Power wasn’t losing the run of himself by any means.
“I am not one to get ahead of myself. I shot 4-under today but it is a long week, just park that and put the head down and commit to each shot at a time,” he remarked.
This is new territory for Power, even if past invites – at Mount Juliet – as an amateur had paved the way.
And the contrast with Bjorn, one of those closest pursuers of Sharma, only served to remind one and all of how fickle golfing like can be and is.
Bjorn hadn’t played a competitive round for 10 weeks due to injury and last made a cut on the DP World Tour in Thailand back in February. Once ranked in the world’s top-10, he has dropped to 1,232nd, and his last tournament win in his stellar career goes back 10 years – to the Nedbank Challenge – when he was 42 years old.
Now 52, he went to the first tee with no expectations.
“Let’s see if we can break 90,” Bjorn remarked to his caddie.
“I came here, I’ve got no feelings for the game, and it just shows how silly [it] can be.

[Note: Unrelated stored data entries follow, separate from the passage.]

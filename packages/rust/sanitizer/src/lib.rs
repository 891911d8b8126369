//! Rich-text sanitizing for document requests.
//!
//! Some request fields are filled by a rich-text editor and carry inline HTML
//! (paragraphs, line breaks, lists). Before the request is bound into the
//! template, those fields are reduced to plain text with line breaks and
//! bullet markers. Everything else in the request passes through untouched.
//!
//! Markup is read with a real HTML parser (`scraper`), so malformed or hostile
//! input degrades to its text content instead of leaking tags.

mod cleanup;

use scraper::{ElementRef, Html, Node};
use serde_json::Value;
use tracing::{debug, instrument, warn};

use darwin_shared::{DarwinError, DocumentRequest, Result};

/// Field names whose string values are treated as rich text, at any depth.
pub const RICH_TEXT_FIELDS: &[&str] = &[
    "objet_document",
    "schema_description",
    "description_architecture",
    "description_authentification",
    "description_administrationtechnique",
    "description_adminfonctionnelle",
    "description_interapplicative",
    "deploiement",
    "migration_reprise",
    "supervision",
    "sauvegarde_restauration",
    "contraintes",
    "niveau_services",
    // sub-record fields
    "description",
    "commentaires",
];

/// Bullet emitted in front of every list item.
pub const BULLET: &str = "• ";

/// Elements whose closing ends a line.
const BLOCK_TAGS: &[&str] = &[
    "p",
    "div",
    "h1",
    "h2",
    "h3",
    "h4",
    "h5",
    "h6",
    "blockquote",
    "pre",
    "tr",
];

/// Elements dropped together with their content.
const DROPPED_TAGS: &[&str] = &["script", "style", "template", "noscript", "head"];

/// Containers whose whitespace-only text is layout, not content.
const LAYOUT_CONTAINERS: &[&str] = &["ul", "ol", "table", "thead", "tbody", "tfoot", "tr"];

/// Upper bound on sanitizing passes over one value.
///
/// A pass unwraps at most one level of entity escaping, so this caps how
/// deeply escaped markup (`&amp;lt;li&amp;gt;` and deeper) is normalized.
const MAX_PASSES: usize = 16;

/// Whether `name` is a rich-text field.
pub fn is_rich_text_field(name: &str) -> bool {
    RICH_TEXT_FIELDS.contains(&name)
}

// ---------------------------------------------------------------------------
// Tree sanitizing
// ---------------------------------------------------------------------------

/// Sanitize every rich-text field of a request value tree.
///
/// Recurses into objects and arrays. Object keys, array order and every value
/// that is not a rich-text string are preserved as-is.
#[instrument(skip_all)]
pub fn sanitize_tree(value: Value) -> Value {
    sanitize_value(value)
}

fn sanitize_value(value: Value) -> Value {
    match value {
        Value::Object(map) => Value::Object(
            map.into_iter()
                .map(|(key, value)| {
                    let value = match value {
                        Value::String(s) if is_rich_text_field(&key) => {
                            Value::String(sanitize_rich_text(&s))
                        }
                        other => sanitize_value(other),
                    };
                    (key, value)
                })
                .collect(),
        ),
        Value::Array(items) => Value::Array(items.into_iter().map(sanitize_value).collect()),
        scalar => scalar,
    }
}

/// Sanitize a typed request, returning a cleaned copy.
pub fn sanitize_request(request: &DocumentRequest) -> Result<DocumentRequest> {
    let value = serde_json::to_value(request)
        .map_err(|e| DarwinError::validation(format!("request is not serializable: {e}")))?;
    serde_json::from_value(sanitize_tree(value))
        .map_err(|e| DarwinError::validation(format!("sanitized request is malformed: {e}")))
}

// ---------------------------------------------------------------------------
// Rich text
// ---------------------------------------------------------------------------

/// Reduce one rich-text value to plain text.
///
/// 1. paragraph, line and list-item ends become newlines
/// 2. list items are prefixed with [`BULLET`]
/// 3. every other tag is removed, its text kept
/// 4. entities are decoded
/// 5. runs of blank lines collapse to one
/// 6. the result is trimmed
///
/// The pass is repeated until the text no longer changes, so that decoded
/// text which itself looks like markup cannot survive a second call.
pub fn sanitize_rich_text(input: &str) -> String {
    let mut current = sanitize_once(input);
    for _ in 1..MAX_PASSES {
        let next = sanitize_once(&current);
        if next == current {
            return current;
        }
        debug!(before = current.len(), after = next.len(), "re-sanitizing decoded markup");
        current = next;
    }
    warn!(len = current.len(), "rich text still changing after {MAX_PASSES} passes");
    current
}

fn sanitize_once(input: &str) -> String {
    if !input.contains('<') && !input.contains('&') {
        return cleanup::run_pipeline(input);
    }

    let fragment = Html::parse_fragment(input);
    let mut text = String::with_capacity(input.len());
    walk_children(fragment.root_element(), &mut text);

    cleanup::run_pipeline(&text)
}

/// Append the text of `el`'s children to `out`.
fn walk_children(el: ElementRef<'_>, out: &mut String) {
    let layout = LAYOUT_CONTAINERS.contains(&el.value().name());

    for child in el.children() {
        match child.value() {
            Node::Text(text) => {
                if layout && text.trim().is_empty() {
                    continue;
                }
                out.push_str(text);
            }
            Node::Element(_) => {
                if let Some(child_el) = ElementRef::wrap(child) {
                    visit_element(child_el, out);
                }
            }
            _ => {}
        }
    }
}

fn visit_element(el: ElementRef<'_>, out: &mut String) {
    let name = el.value().name();

    if DROPPED_TAGS.contains(&name) {
        return;
    }

    match name {
        "br" => out.push('\n'),
        "li" => {
            if !out.is_empty() && !out.ends_with('\n') {
                out.push('\n');
            }
            out.push_str(BULLET);
            walk_children(el, out);
            // <li><p>x</p></li> already ended its line
            if !out.ends_with('\n') {
                out.push('\n');
            }
        }
        _ if BLOCK_TAGS.contains(&name) => {
            walk_children(el, out);
            out.push('\n');
        }
        _ => walk_children(el, out),
    }
}

// ---------------------------------------------------------------------------
// Tests
// ---------------------------------------------------------------------------

#[cfg(test)]
mod tests {
    use super::*;
    use proptest::prelude::*;
    use serde_json::json;

    #[test]
    fn paragraphs_become_lines() {
        assert_eq!(sanitize_rich_text("<p>A</p><p>B</p>"), "A\nB");
    }

    #[test]
    fn list_items_get_bullets() {
        assert_eq!(sanitize_rich_text("<li>X</li><li>Y</li>"), "• X\n• Y");
    }

    #[test]
    fn editor_lists_with_paragraphs_stay_compact() {
        let input = "<p>Intro</p><ul><li><p>One</p></li><li><p>Two</p></li></ul><p>End</p>";
        assert_eq!(sanitize_rich_text(input), "Intro\n• One\n• Two\nEnd");
    }

    #[test]
    fn nested_list_items_start_on_their_own_line() {
        let input = "<ul><li>Parent<ul><li>Child</li></ul></li></ul>";
        assert_eq!(sanitize_rich_text(input), "• Parent\n• Child");
    }

    #[test]
    fn line_breaks_become_newlines() {
        assert_eq!(sanitize_rich_text("a<br>b<br/>c"), "a\nb\nc");
    }

    #[test]
    fn inline_tags_are_removed() {
        let input = "<p>This is <strong>bold</strong> and <em>shy</em> <mark data-color=\"#FFEB3B\">text</mark></p>";
        assert_eq!(sanitize_rich_text(input), "This is bold and shy text");
    }

    #[test]
    fn entities_are_decoded() {
        assert_eq!(sanitize_rich_text("<p>Tom &amp; Jerry&nbsp;!</p>"), "Tom & Jerry\u{a0}!");
    }

    #[test]
    fn blank_line_runs_collapse_to_one() {
        let input = "<p>x</p><p></p><p></p><p></p><p>y</p>";
        assert_eq!(sanitize_rich_text(input), "x\n\ny");
        assert_eq!(sanitize_rich_text("a\n\n\n\nb"), "a\n\nb");
    }

    #[test]
    fn scripts_are_dropped_with_content() {
        let input = "<script>alert(1)</script><p>safe</p><style>p{}</style>";
        assert_eq!(sanitize_rich_text(input), "safe");
    }

    #[test]
    fn malformed_markup_degrades_to_text() {
        assert_eq!(sanitize_rich_text("<p>unclosed <b>bold"), "unclosed bold");
        assert_eq!(sanitize_rich_text("R&D < budget"), "R&D < budget");
    }

    #[test]
    fn whitespace_only_is_empty() {
        assert_eq!(sanitize_rich_text("  \n\t "), "");
        assert_eq!(sanitize_rich_text("<p> </p>"), "");
    }

    #[test]
    fn escaped_markup_is_normalized_in_one_call() {
        assert_eq!(sanitize_rich_text("&lt;li&gt;x"), "• x");
        assert_eq!(sanitize_rich_text("a&lt;li&gt;b"), "a\n• b");
        assert_eq!(sanitize_rich_text("&amp;lt;p&amp;gt;y"), "y");
    }

    #[test]
    fn literal_angle_brackets_are_stable() {
        let once = sanitize_rich_text("Tom &amp; Jerry &lt;3");
        assert_eq!(once, "Tom & Jerry <3");
        assert_eq!(sanitize_rich_text(&once), once);
    }

    fn rich_text_fragment() -> impl Strategy<Value = String> {
        let token = prop::sample::select(vec![
            "<p>", "</p>", "<li>", "</li>", "<ul>", "</ul>", "<ol>", "<br>", "<b>", "</b>",
            "<div>", "<script>", "</script>", "&lt;", "&gt;", "&amp;", "&nbsp;", "&#60;",
            "<", ">", "&", "/", ";", "li", "p", "lt", "x", "Ab", " ", "\n", "\t", "\r\n",
        ]);
        prop::collection::vec(token, 0..24).prop_map(|tokens| tokens.concat())
    }

    proptest! {
        #[test]
        fn sanitize_is_idempotent(input in rich_text_fragment()) {
            let once = sanitize_rich_text(&input);
            let twice = sanitize_rich_text(&once);
            prop_assert_eq!(&once, &twice, "input: {:?}", input);
        }

        #[test]
        fn sanitized_text_is_trimmed(input in rich_text_fragment()) {
            let out = sanitize_rich_text(&input);
            prop_assert_eq!(out.trim(), out.as_str());
        }
    }

    #[test]
    fn tree_sanitizes_only_rich_text_fields() {
        let tree = json!({
            "titre_projet": "<b>Mon Projet</b>",
            "objet_document": "<p>A</p><p>B</p>",
            "has_schema": true,
            "acteurs": [
                {"acteur": "<i>Dev</i>", "commentaires": "<li>X</li><li>Y</li>"},
                {"acteur": "Ops", "commentaires": ""}
            ],
            "vms": [{"nom": "SRV-01", "cpu": 4}]
        });

        let out = sanitize_tree(tree);

        // Non-rich-text values are untouched, even when they contain markup.
        assert_eq!(out["titre_projet"], "<b>Mon Projet</b>");
        assert_eq!(out["acteurs"][0]["acteur"], "<i>Dev</i>");
        assert_eq!(out["has_schema"], true);
        assert_eq!(out["vms"][0]["cpu"], 4);

        assert_eq!(out["objet_document"], "A\nB");
        assert_eq!(out["acteurs"][0]["commentaires"], "• X\n• Y");
    }

    #[test]
    fn tree_preserves_collection_order_and_length() {
        let tree = json!({
            "briques_fonctionnelles": [
                {"brique": "1", "description": "<p>one</p>"},
                {"brique": "2", "description": "<p>two</p>"},
                {"brique": "3", "description": "<p>three</p>"}
            ]
        });

        let out = sanitize_tree(tree);
        let items = out["briques_fonctionnelles"].as_array().expect("array");
        assert_eq!(items.len(), 3);
        let order: Vec<_> = items.iter().map(|i| i["brique"].as_str().unwrap()).collect();
        assert_eq!(order, ["1", "2", "3"]);
        assert_eq!(items[2]["description"], "three");
    }

    #[test]
    fn tree_sanitize_is_idempotent() {
        let tree = json!({
            "contraintes": "<p>a</p><p></p><p></p><p></p><p>b &amp;lt;c&amp;gt;</p>",
            "flux_reseau": [{"description": "<ul><li>TCP</li></ul>", "type_flux": "<TCP>"}]
        });
        let once = sanitize_tree(tree);
        let twice = sanitize_tree(once.clone());
        assert_eq!(once, twice);
    }

    #[test]
    fn typed_request_is_cleaned_in_place() {
        let request = DocumentRequest::from_json(
            r#"{"titre_projet": "Darwin", "contraintes": "<p>a</p><p>b</p>",
                "acteurs": [{"acteur": "Dev", "commentaires": "<li>X</li>"}]}"#,
        )
        .expect("parse");

        let clean = sanitize_request(&request).expect("sanitize");
        assert_eq!(clean.titre_projet, "Darwin");
        assert_eq!(clean.contraintes, "a\nb");
        assert_eq!(clean.acteurs[0].commentaires, "• X");
        assert_eq!(request.contraintes, "<p>a</p><p>b</p>");
    }

    #[test]
    fn non_string_rich_text_key_is_left_alone() {
        let out = sanitize_tree(json!({"description": 42}));
        assert_eq!(out["description"], 42);
    }
}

You can work hard for weeks and go out and shoot bad scores. Expectations sometimes get in the way of professional golf, as I’ve known, and then you just go out and enjoy yourself, you’re just happy to be on the golf course after so long,” said Bjorn.
At least he was a happy, smiling man in the sunshine. For Ryder Cup-bound Tyrrell Hatton, there was little cheer. His backward run featured water balls – a triple on the 12th, a double on the 17th – as, playing in the same group as Europe’s captain Luke Donald, he ran up a 75. Donald, meanwhile, signed for a 68. Silly old game, indeed.
As for Sharma? Well, his was a round of fine ball-striking augmented by an ability to use his putter to good effect in a number of par-saving putts.
His round came to life at the tailend of his front nine, where he followed birdies on the 16th and 17th by holing out from 105 yards with his wedge approach for an eagle on the 18th.
“I haven’t see the stats but I’m sure I gained some strokes on the field with my putting. It was one of those days that the hole grew bigger and bigger. I was great off the tee, but putter would be number one,” assessed Sharma, who placed tied-eighth in The Open at Royal Liverpool before taking a four-week break and then missed the cut on his return at the European Masters last week.
The so-called late Indian summer here has met with his approval, though.
“I’m loving it,” he said. So, too, everyone. A first round that brought low scores – with 84 players posting rounds under par – has only whetted the appetite.